**Problem details:**
Among the lines below, count those containing the word "given". Give the number only.

**The data:**
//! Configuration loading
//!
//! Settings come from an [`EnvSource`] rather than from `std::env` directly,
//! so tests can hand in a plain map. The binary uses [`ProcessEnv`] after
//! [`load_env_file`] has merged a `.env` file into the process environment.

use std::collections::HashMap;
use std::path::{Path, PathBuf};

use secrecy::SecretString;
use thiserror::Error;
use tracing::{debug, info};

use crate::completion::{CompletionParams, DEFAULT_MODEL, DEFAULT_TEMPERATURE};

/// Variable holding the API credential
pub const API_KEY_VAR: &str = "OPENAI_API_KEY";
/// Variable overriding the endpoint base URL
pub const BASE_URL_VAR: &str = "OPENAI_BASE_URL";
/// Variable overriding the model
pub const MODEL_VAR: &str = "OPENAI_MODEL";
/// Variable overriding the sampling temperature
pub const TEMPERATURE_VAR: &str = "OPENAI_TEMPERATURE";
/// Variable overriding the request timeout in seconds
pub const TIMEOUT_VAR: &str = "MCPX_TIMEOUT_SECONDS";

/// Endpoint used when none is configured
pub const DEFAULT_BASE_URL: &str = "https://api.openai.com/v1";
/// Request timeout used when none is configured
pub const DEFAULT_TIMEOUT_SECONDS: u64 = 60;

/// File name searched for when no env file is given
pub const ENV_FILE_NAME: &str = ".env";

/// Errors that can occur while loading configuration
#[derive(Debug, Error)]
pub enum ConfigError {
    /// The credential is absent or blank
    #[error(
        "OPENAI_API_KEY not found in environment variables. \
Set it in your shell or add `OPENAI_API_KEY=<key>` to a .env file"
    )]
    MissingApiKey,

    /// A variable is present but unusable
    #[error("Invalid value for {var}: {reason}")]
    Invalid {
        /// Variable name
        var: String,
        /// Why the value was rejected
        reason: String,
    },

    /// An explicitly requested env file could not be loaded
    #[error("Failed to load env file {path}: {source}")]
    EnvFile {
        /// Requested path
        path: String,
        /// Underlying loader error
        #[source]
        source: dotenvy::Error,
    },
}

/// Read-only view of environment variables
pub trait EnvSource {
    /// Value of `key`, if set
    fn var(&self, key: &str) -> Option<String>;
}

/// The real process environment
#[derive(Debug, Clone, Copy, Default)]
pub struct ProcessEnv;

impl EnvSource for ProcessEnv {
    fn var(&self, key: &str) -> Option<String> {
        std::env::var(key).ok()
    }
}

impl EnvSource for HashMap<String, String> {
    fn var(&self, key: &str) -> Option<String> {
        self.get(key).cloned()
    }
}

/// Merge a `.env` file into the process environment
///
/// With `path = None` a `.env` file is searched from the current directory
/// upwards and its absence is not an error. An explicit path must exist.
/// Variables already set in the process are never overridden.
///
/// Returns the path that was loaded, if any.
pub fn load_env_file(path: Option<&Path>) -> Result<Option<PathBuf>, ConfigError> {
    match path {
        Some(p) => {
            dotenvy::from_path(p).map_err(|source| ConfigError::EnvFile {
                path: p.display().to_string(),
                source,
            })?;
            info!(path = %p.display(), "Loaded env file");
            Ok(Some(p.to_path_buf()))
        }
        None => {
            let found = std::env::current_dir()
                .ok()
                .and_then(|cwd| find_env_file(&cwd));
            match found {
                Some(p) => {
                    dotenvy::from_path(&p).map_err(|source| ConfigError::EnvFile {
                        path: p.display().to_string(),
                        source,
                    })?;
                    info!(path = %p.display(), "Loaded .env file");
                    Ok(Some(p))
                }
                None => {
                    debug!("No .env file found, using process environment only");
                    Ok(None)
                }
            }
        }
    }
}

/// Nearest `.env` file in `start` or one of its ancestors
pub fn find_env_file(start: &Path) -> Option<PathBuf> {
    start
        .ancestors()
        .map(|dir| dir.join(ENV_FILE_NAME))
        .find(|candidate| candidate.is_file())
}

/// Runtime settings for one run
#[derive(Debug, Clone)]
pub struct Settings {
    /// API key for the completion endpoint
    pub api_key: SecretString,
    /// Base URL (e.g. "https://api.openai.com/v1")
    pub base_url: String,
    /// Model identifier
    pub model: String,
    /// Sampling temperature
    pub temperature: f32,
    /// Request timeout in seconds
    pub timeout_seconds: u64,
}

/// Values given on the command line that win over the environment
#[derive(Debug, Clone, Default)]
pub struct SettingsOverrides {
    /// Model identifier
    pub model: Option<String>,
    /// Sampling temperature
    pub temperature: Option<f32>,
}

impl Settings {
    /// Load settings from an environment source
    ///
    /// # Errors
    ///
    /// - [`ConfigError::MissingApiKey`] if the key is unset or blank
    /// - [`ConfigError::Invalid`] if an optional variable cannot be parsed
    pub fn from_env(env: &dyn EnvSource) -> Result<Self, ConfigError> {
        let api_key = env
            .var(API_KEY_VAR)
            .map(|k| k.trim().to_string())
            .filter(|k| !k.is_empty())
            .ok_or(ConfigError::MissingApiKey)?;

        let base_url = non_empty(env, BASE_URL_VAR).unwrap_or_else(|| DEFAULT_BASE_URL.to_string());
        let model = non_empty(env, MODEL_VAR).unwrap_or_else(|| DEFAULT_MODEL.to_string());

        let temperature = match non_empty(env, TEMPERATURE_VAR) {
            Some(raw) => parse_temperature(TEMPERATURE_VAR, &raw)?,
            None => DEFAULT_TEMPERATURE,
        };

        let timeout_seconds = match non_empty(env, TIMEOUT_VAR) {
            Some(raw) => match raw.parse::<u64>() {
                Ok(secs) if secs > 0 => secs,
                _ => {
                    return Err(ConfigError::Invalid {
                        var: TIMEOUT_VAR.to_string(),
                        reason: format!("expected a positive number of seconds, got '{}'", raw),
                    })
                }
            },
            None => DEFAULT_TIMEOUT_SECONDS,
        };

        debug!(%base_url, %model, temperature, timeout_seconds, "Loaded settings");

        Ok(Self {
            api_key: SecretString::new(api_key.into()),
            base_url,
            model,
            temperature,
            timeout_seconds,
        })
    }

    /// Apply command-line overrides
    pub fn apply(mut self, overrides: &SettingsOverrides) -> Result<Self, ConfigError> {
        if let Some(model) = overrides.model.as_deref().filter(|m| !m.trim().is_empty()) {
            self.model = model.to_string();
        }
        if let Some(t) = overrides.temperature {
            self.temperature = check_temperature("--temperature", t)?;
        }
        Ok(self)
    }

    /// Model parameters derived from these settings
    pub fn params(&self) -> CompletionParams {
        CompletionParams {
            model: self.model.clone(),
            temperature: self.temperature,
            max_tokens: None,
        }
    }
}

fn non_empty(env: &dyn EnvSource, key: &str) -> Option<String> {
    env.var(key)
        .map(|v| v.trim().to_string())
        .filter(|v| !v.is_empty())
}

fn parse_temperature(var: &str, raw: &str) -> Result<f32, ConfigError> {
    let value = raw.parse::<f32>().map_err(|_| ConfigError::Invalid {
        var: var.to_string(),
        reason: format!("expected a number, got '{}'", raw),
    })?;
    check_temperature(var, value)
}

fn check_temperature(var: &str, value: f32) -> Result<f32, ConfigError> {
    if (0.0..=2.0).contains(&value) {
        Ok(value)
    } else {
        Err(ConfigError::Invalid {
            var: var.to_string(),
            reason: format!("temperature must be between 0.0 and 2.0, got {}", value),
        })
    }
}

==

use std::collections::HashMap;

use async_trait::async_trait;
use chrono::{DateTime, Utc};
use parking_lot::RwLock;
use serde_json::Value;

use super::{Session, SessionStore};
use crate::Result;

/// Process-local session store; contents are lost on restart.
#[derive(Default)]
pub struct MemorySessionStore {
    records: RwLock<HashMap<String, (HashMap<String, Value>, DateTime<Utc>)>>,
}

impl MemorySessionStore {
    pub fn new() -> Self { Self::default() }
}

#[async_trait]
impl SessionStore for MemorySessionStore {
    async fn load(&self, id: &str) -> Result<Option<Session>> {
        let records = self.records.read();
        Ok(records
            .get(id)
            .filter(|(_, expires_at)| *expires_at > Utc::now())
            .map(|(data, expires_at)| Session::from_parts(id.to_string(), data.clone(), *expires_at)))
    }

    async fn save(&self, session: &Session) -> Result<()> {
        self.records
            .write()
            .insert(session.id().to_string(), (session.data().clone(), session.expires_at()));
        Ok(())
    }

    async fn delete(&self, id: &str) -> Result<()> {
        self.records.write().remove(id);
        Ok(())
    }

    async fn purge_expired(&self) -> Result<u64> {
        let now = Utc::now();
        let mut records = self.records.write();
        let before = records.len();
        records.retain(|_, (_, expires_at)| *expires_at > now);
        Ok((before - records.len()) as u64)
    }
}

**Solution for this exercise:**
2